Secondo l’INAIL, tuttavia, l’avere contratto una leucemia dopo 25 anni di esposizione alle radiazioni non era sufficiente per ottenere i risarcimenti di legge. Non solo l’Istituto negava il riconoscimento della malattia professionale e della relativa rendita ma, anche, dopo l’accoglimento del ricorso in primo grado, agiva in appello.
Secondo l’Istituto “i livelli di esposizione del ricorrente, quale medico ortopedico, non possano essere considerati idonei casualmente all’insorgenza della patologia e, quindi, la stessa non può essere considerata malattia professionale, richiamando il calcolo della probabilità causale che, in prospettazione dell’appellante, è sufficiente a fornire la “prova contraria” della natura tecnopatica della malattia stante il basso grado percentuale rilevato di esposizione. Il criterio della probabilità di causa, sul quale l’appellante fonda le ragioni del suo gravame, offre una stima quantitativa del rischio e si fonda sulla acquisizione dei seguenti dati: periodo lavorativo, classificazione, tipo di radiazioni, dosi assorbite e modalità di esposizione“.

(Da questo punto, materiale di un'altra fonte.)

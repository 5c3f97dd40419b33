//! ID generation utilities.

use ulid::Ulid;
use uuid::Uuid;

/// ID generator for entities.
#[derive(Debug, Clone, Default)]
pub struct IdGenerator {
    _private: (),
}

impl IdGenerator {
    /// Create a new ID generator.
    #[must_use]
    pub const fn new() -> Self {
        Self { _private: () }
    }

    /// Generate a new lowercase ULID.
    ///
    /// Rows keyed by these ids sort by creation time, which the
    /// newest-first listings rely on as a tie breaker.
    #[must_use]
    pub fn generate(&self) -> String {
        Ulid::new().to_string().to_lowercase()
    }

    /// Generate an opaque bearer token.
    #[must_use]
    pub fn generate_token(&self) -> String {
        // v4 has no time component
        Uuid::new_v4().simple().to_string()
    }
}
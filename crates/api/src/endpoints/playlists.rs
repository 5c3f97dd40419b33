//! Playlist endpoints.

use axum::{
    Json, Router,
    extract::{Path, State},
    http::StatusCode,
    routing::{get, post},
};
use serde::Serialize;
use universe_common::AppResult;
use universe_core::{
    CreatePlaylistInput, EditPlaylistInput, PlaylistAddResult, PlaylistDetail, PlaylistOverview,
};
use universe_db::entities::playlist;

use crate::{
    extractors::AuthUser,
    middleware::AppState,
    response::{ApiResponse, Created, no_content},
};

#[derive(Serialize)]
pub struct RemovedResponse {
    pub removed: bool,
}

async fn overview(
    AuthUser(user): AuthUser,
    State(state): State<AppState>,
) -> AppResult<ApiResponse<PlaylistOverview>> {
    let overview = state.playlist_service.my_playlists(&user.id).await?;
    Ok(ApiResponse::ok(overview))
}

async fn create(
    AuthUser(user): AuthUser,
    State(state): State<AppState>,
    Json(input): Json<CreatePlaylistInput>,
) -> AppResult<Created<playlist::Model>> {
    let playlist = state.playlist_service.create(&user.id, input).await?;
    Ok(Created(playlist))
}

async fn show(
    AuthUser(user): AuthUser,
    State(state): State<AppState>,
    Path(id): Path<String>,
) -> AppResult<ApiResponse<PlaylistDetail>> {
    let detail = state.playlist_service.detail(&user.id, &id).await?;
    Ok(ApiResponse::ok(detail))
}

async fn edit(
    AuthUser(user): AuthUser,
    State(state): State<AppState>,
    Path(id): Path<String>,
    Json(input): Json<EditPlaylistInput>,
) -> AppResult<ApiResponse<playlist::Model>> {
    let playlist = state.playlist_service.edit(&user.id, &id, input).await?;
    Ok(ApiResponse::ok(playlist))
}

async fn delete(
    AuthUser(user): AuthUser,
    State(state): State<AppState>,
    Path(id): Path<String>,
) -> AppResult<StatusCode> {
    state.playlist_service.delete(&user.id, &id).await?;
    Ok(no_content())
}

async fn add_video(
    AuthUser(user): AuthUser,
    State(state): State<AppState>,
    Path((id, video_id)): Path<(String, String)>,
) -> AppResult<ApiResponse<PlaylistAddResult>> {
    let result = state
        .playlist_service
        .add_video(&user.id, &id, &video_id)
        .await?;
    Ok(ApiResponse::ok(result))
}

async fn remove_video(
    AuthUser(user): AuthUser,
    State(state): State<AppState>,
    Path((id, video_id)): Path<(String, String)>,
) -> AppResult<ApiResponse<RemovedResponse>> {
    let removed = state
        .playlist_service
        .remove_video(&user.id, &id, &video_id)
        .await?;
    Ok(ApiResponse::ok(RemovedResponse { removed }))
}

pub fn router() -> Router<AppState> {
    Router::new()
        .route("/", get(overview).post(create))
        .route("/{id}", get(show).patch(edit).delete(delete))
        .route("/{id}/videos/{video_id}", post(add_video).delete(remove_video))
}
//! Create user and profile tables.

use sea_orm_migration::prelude::*;

#[derive(DeriveMigrationName)]
pub struct Migration;

#[async_trait::async_trait]
impl MigrationTrait for Migration {
    async fn up(&self, manager: &SchemaManager) -> Result<(), DbErr> {
        manager
            .create_table(
                Table::create()
                    .table(User::Table)
                    .if_not_exists()
                    .col(ColumnDef::new(User::Id).string_len(32).not_null().primary_key())
                    .col(ColumnDef::new(User::Username).string_len(150).not_null())
                    .col(ColumnDef::new(User::UsernameLower).string_len(150).not_null())
                    .col(ColumnDef::new(User::Email).string_len(254).not_null())
                    .col(ColumnDef::new(User::FirstName).string_len(30))
                    .col(ColumnDef::new(User::LastName).string_len(30))
                    .col(ColumnDef::new(User::PasswordHash).string_len(256).not_null())
                    .col(ColumnDef::new(User::Token).string_len(64))
                    .col(
                        ColumnDef::new(User::CreatedAt)
                            .timestamp_with_time_zone()
                            .not_null()
                            .default(Expr::current_timestamp()),
                    )
                    .col(ColumnDef::new(User::UpdatedAt).timestamp_with_time_zone())
                    .to_owned(),
            )
            .await?;

        // Unique index: username_lower - handles are case-insensitive
        manager
            .create_index(
                Index::create()
                    .name("idx_user_username_lower")
                    .table(User::Table)
                    .col(User::UsernameLower)
                    .unique()
                    .to_owned(),
            )
            .await?;

        manager
            .create_index(
                Index::create()
                    .name("idx_user_email")
                    .table(User::Table)
                    .col(User::Email)
                    .unique()
                    .to_owned(),
            )
            .await?;

        manager
            .create_index(
                Index::create()
                    .name("idx_user_token")
                    .table(User::Table)
                    .col(User::Token)
                    .unique()
                    .to_owned(),
            )
            .await?;

        // Index: created_at (newest members for suggestions)
        manager
            .create_index(
                Index::create()
                    .name("idx_user_created_at")
                    .table(User::Table)
                    .col(User::CreatedAt)
                    .to_owned(),
            )
            .await?;

        manager
            .create_table(
                Table::create()
                    .table(Profile::Table)
                    .if_not_exists()
                    .col(
                        ColumnDef::new(Profile::UserId)
                            .string_len(32)
                            .not_null()
                            .primary_key(),
                    )
                    .col(ColumnDef::new(Profile::Bio).text())
                    .col(ColumnDef::new(Profile::AvatarUrl).string_len(1024))
                    .col(ColumnDef::new(Profile::CoverUrl).string_len(1024))
                    .col(ColumnDef::new(Profile::Location).string_len(100))
                    .col(ColumnDef::new(Profile::Website).string_len(1024))
                    .col(ColumnDef::new(Profile::BirthDate).date())
                    .col(ColumnDef::new(Profile::UpdatedAt).timestamp_with_time_zone())
                    .foreign_key(
                        ForeignKey::create()
                            .name("fk_profile_user")
                            .from(Profile::Table, Profile::UserId)
                            .to(User::Table, User::Id)
                            .on_delete(ForeignKeyAction::Cascade),
                    )
                    .to_owned(),
            )
            .await?;

        Ok(())
    }

    async fn down(&self, manager: &SchemaManager) -> Result<(), DbErr> {
        manager
            .drop_table(Table::drop().table(Profile::Table).to_owned())
            .await?;
        manager
            .drop_table(Table::drop().table(User::Table).to_owned())
            .await
    }
}

#[derive(Iden)]
enum User {
    Table,
    Id,
    Username,
    UsernameLower,
    Email,
    FirstName,
    LastName,
    PasswordHash,
    Token,
    CreatedAt,
    UpdatedAt,
}

#[derive(Iden)]
enum Profile {
    Table,
    UserId,
    Bio,
    AvatarUrl,
    CoverUrl,
    Location,
    Website,
    BirthDate,
    UpdatedAt,
}
//! Story repository (stories and their view records).

use std::sync::Arc;

use chrono::{DateTime, FixedOffset};

use crate::entities::{Story, StoryView, story, story_view};
use crate::map_insert_err;
use sea_orm::{
    ActiveModelTrait, ColumnTrait, DatabaseConnection, EntityTrait, PaginatorTrait, QueryFilter,
    QueryOrder,
};
use universe_common::{AppError, AppResult};

/// Story repository for database operations.
#[derive(Clone)]
pub struct StoryRepository {
    db: Arc<DatabaseConnection>,
}

impl StoryRepository {
    /// Create a new story repository.
    #[must_use]
    pub const fn new(db: Arc<DatabaseConnection>) -> Self {
        Self { db }
    }

    /// Find a story by ID, regardless of expiry.
    pub async fn find_by_id(&self, id: &str) -> AppResult<Option<story::Model>> {
        Story::find_by_id(id)
            .one(self.db.as_ref())
            .await
            .map_err(|e| AppError::Database(e.to_string()))
    }

    /// Find a story by ID, returning an error if not found.
    pub async fn get_by_id(&self, id: &str) -> AppResult<story::Model> {
        self.find_by_id(id)
            .await?
            .ok_or_else(|| AppError::NotFound(format!("Story {id}")))
    }

    /// Find stories by IDs, regardless of expiry, oldest first.
    pub async fn find_by_ids(&self, ids: &[String]) -> AppResult<Vec<story::Model>> {
        if ids.is_empty() {
            return Ok(vec![]);
        }

        Story::find()
            .filter(story::Column::Id.is_in(ids.to_vec()))
            .order_by_asc(story::Column::CreatedAt)
            .all(self.db.as_ref())
            .await
            .map_err(|e| AppError::Database(e.to_string()))
    }

    /// Create a story.
    pub async fn create(&self, model: story::ActiveModel) -> AppResult<story::Model> {
        model
            .insert(self.db.as_ref())
            .await
            .map_err(|e| AppError::Database(e.to_string()))
    }

    /// Delete a story.
    pub async fn delete(&self, id: &str) -> AppResult<()> {
        Story::delete_by_id(id)
            .exec(self.db.as_ref())
            .await
            .map_err(|e| AppError::Database(e.to_string()))?;
        Ok(())
    }

    /// Stories by any of `author_ids` still active at `now`, oldest first.
    pub async fn find_active_by_authors(
        &self,
        author_ids: &[String],
        now: DateTime<FixedOffset>,
    ) -> AppResult<Vec<story::Model>> {
        if author_ids.is_empty() {
            return Ok(vec![]);
        }

        Story::find()
            .filter(story::Column::AuthorId.is_in(author_ids.to_vec()))
            .filter(story::Column::ExpiresAt.gt(now))
            .order_by_asc(story::Column::CreatedAt)
            .order_by_asc(story::Column::Id)
            .all(self.db.as_ref())
            .await
            .map_err(|e| AppError::Database(e.to_string()))
    }

    /// Every story a user has posted, expired or not, newest first.
    pub async fn find_all_by_author(&self, author_id: &str) -> AppResult<Vec<story::Model>> {
        Story::find()
            .filter(story::Column::AuthorId.eq(author_id))
            .order_by_desc(story::Column::CreatedAt)
            .all(self.db.as_ref())
            .await
            .map_err(|e| AppError::Database(e.to_string()))
    }

    /// Find the view record for a viewer.
    pub async fn find_view(
        &self,
        story_id: &str,
        viewer_id: &str,
    ) -> AppResult<Option<story_view::Model>> {
        StoryView::find()
            .filter(story_view::Column::StoryId.eq(story_id))
            .filter(story_view::Column::ViewerId.eq(viewer_id))
            .one(self.db.as_ref())
            .await
            .map_err(|e| AppError::Database(e.to_string()))
    }

    /// Insert a view record. Returns `Conflict` when the viewer already has one.
    pub async fn create_view(
        &self,
        model: story_view::ActiveModel,
    ) -> AppResult<story_view::Model> {
        model
            .insert(self.db.as_ref())
            .await
            .map_err(|e| map_insert_err(e, "story view"))
    }

    /// Count distinct viewers of a story.
    pub async fn count_views(&self, story_id: &str) -> AppResult<u64> {
        StoryView::find()
            .filter(story_view::Column::StoryId.eq(story_id))
            .count(self.db.as_ref())
            .await
            .map_err(|e| AppError::Database(e.to_string()))
    }
}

La verifica concreta dell’esposizione, tuttavia, in un reparto non classificato, non può affatto, secondo la difesa del medico fatta propria dalla Corte d’Appello, “risente, evidentemente, del basso livello di attenzione, in quegli anni, da parte del personale preposto alla sorveglianza sull’effettivo utilizzo di tali presidi, in un periodo nel quale l’attenzione alle esposizioni alle radiazioni ionizzanti non era avvertita, per come ricavabile dal contesto dell’ambiente di lavoro prima descritto. Da ciò deriva che non può dirsi provato il regolare e costante utilizzo di detti dosimetri, soprattutto negli anni 90-2000, nel reparto del ricorrente e, quindi, la sostanziale incertezza sui dati esposti dall’Azienda. Non può escludersi, inoltre, che il dosimetro -applicato al camice comunemente utilizzato in reparto- non fosse presente in quello adoperato per gli interventi in sala operatoria o quando si faceva uso dell’intensificatore di brillanza“.

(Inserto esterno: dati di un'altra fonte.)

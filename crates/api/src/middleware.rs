//! API middleware and shared state.

#![allow(missing_docs)]

use std::sync::Arc;

use axum::{body::Body, extract::State, http::Request, middleware::Next, response::Response};
use sea_orm::DatabaseConnection;
use universe_core::{
    AccountService, AiService, FollowingService, GroupPostService, GroupService,
    HighlightService, MessagingService, NotificationService, PlaylistService, PostService,
    ProfileService, StoryService, TimelineService, UserDirectory, VideoService,
};
use universe_db::repositories::{
    CommentRepository, FollowingRepository, GroupPostRepository, GroupRepository,
    HighlightRepository, MessageRepository, NotificationRepository, PlaylistRepository,
    PostLikeRepository, PostRepository, ProfileRepository, StoryRepository, UserRepository,
    VideoRepository,
};

/// Application state.
#[derive(Clone)]
pub struct AppState {
    pub directory: UserDirectory,
    pub account_service: AccountService,
    pub profile_service: ProfileService,
    pub following_service: FollowingService,
    pub post_service: PostService,
    pub timeline_service: TimelineService,
    pub notification_service: NotificationService,
    pub messaging_service: MessagingService,
    pub story_service: StoryService,
    pub highlight_service: HighlightService,
    pub video_service: VideoService,
    pub playlist_service: PlaylistService,
    pub group_service: GroupService,
    pub group_post_service: GroupPostService,
    /// `None` when the AI helpers are disabled.
    pub ai_service: Option<AiService>,
}

impl AppState {
    /// Wire every repository and service over one connection pool.
    #[must_use]
    pub fn new(db: Arc<DatabaseConnection>, ai_service: Option<AiService>) -> Self {
        let user_repo = UserRepository::new(Arc::clone(&db));
        let profile_repo = ProfileRepository::new(Arc::clone(&db));
        let following_repo = FollowingRepository::new(Arc::clone(&db));
        let post_repo = PostRepository::new(Arc::clone(&db));
        let post_like_repo = PostLikeRepository::new(Arc::clone(&db));
        let comment_repo = CommentRepository::new(Arc::clone(&db));
        let notification_repo = NotificationRepository::new(Arc::clone(&db));
        let message_repo = MessageRepository::new(Arc::clone(&db));
        let story_repo = StoryRepository::new(Arc::clone(&db));
        let highlight_repo = HighlightRepository::new(Arc::clone(&db));
        let video_repo = VideoRepository::new(Arc::clone(&db));
        let playlist_repo = PlaylistRepository::new(Arc::clone(&db));
        let group_repo = GroupRepository::new(Arc::clone(&db));
        let group_post_repo = GroupPostRepository::new(db);

        let directory = UserDirectory::new(user_repo.clone(), profile_repo.clone());
        let notification_service =
            NotificationService::new(notification_repo.clone(), directory.clone());

        let post_service = PostService::new(
            post_repo.clone(),
            post_like_repo,
            comment_repo,
            directory.clone(),
            notification_service.clone(),
        );
        let story_service = StoryService::new(
            story_repo.clone(),
            following_repo.clone(),
            user_repo.clone(),
            directory.clone(),
        );
        let group_post_service =
            GroupPostService::new(group_repo.clone(), group_post_repo, directory.clone());

        Self {
            account_service: AccountService::new(user_repo.clone(), profile_repo.clone()),
            profile_service: ProfileService::new(
                user_repo.clone(),
                profile_repo,
                following_repo.clone(),
                post_repo.clone(),
                message_repo.clone(),
                notification_repo,
                directory.clone(),
                post_service.clone(),
            ),
            following_service: FollowingService::new(
                following_repo.clone(),
                user_repo.clone(),
                directory.clone(),
                notification_service.clone(),
            ),
            timeline_service: TimelineService::new(
                post_repo,
                following_repo,
                user_repo.clone(),
                directory.clone(),
                post_service.clone(),
                story_service.clone(),
            ),
            messaging_service: MessagingService::new(
                message_repo,
                user_repo.clone(),
                directory.clone(),
                notification_service.clone(),
            ),
            highlight_service: HighlightService::new(highlight_repo, story_repo, user_repo),
            video_service: VideoService::new(
                video_repo.clone(),
                directory.clone(),
                notification_service.clone(),
            ),
            playlist_service: PlaylistService::new(playlist_repo, video_repo),
            group_service: GroupService::new(
                group_repo,
                directory.clone(),
                group_post_service.clone(),
            ),
            group_post_service,
            post_service,
            story_service,
            notification_service,
            directory,
            ai_service,
        }
    }
}

/// Authentication middleware.
///
/// Resolves `Authorization: Bearer <token>` to a user and stores it in the
/// request extensions. Unknown tokens leave the request anonymous.
pub async fn auth_middleware(
    State(state): State<AppState>,
    mut req: Request<Body>,
    next: Next,
) -> Response {
    if let Some(auth_header) = req.headers().get("Authorization")
        && let Ok(auth_str) = auth_header.to_str()
        && let Some(token) = auth_str.strip_prefix("Bearer ")
    {
        match state.account_service.authenticate_by_token(token.trim()).await {
            Ok(user) => {
                req.extensions_mut().insert(user);
            }
            Err(e) => tracing::debug!(error = %e, "Bearer token rejected"),
        }
    }

    next.run(req).await
}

La Corte ha dunque valorizzato le difese del medico evidenziando come “il “tardivo” riconoscimento del rischio radiologico, a fronte di immutate condizioni lavorative e di esposizione alle radiazioni, avvalora la probabilità rilevante che il ricorrente abbia contratto la patologia a causa di quanto denunciato in atti”.
Si tratta, commenta l’avvocato Santi Delia, “di una sentenza che mira a fare da apri pista a numerosi altri casi in Italia. Sono numerose, difatti, le Aziende sanitarie che continuano a non adeguare i propri standard di taluni reparti alle normative europee (e non solo interne) a tutela dei lavoratori. Prima ancora che talune Aziende, difatti, è l’Italia ad essere in ritardo nell’aggiornamento degli standards di sicurezza. La Commissione europea, difatti, ad inizio 2019, ha inviato all’Italia un parere motivato (il secondo stadio della procedura di infrazione) per chiedere al nostro Paese di trasporre nel proprio ordinamento le nuove norme previste dalla direttiva Ue sugli standard basilari di sicurezza, che modernizza la legislazione europea in materia di protezione dalle radiazioni. La direttiva, che avrebbe dovuto essere tradotta in legge entro lo scorso 6 febbraio, delinea standard basilari di sicurezza per proteggere lavoratori, utenti e pazienti dai pericoli derivanti dall’esposizione alle radiazioni ionizzanti, usate a scopi medici, ma anche industriali. Tali interventi, seppur oggi tardivi per taluno come il mio assistito nel caso trattato, possono salvare la vita a molti altri in futuro”.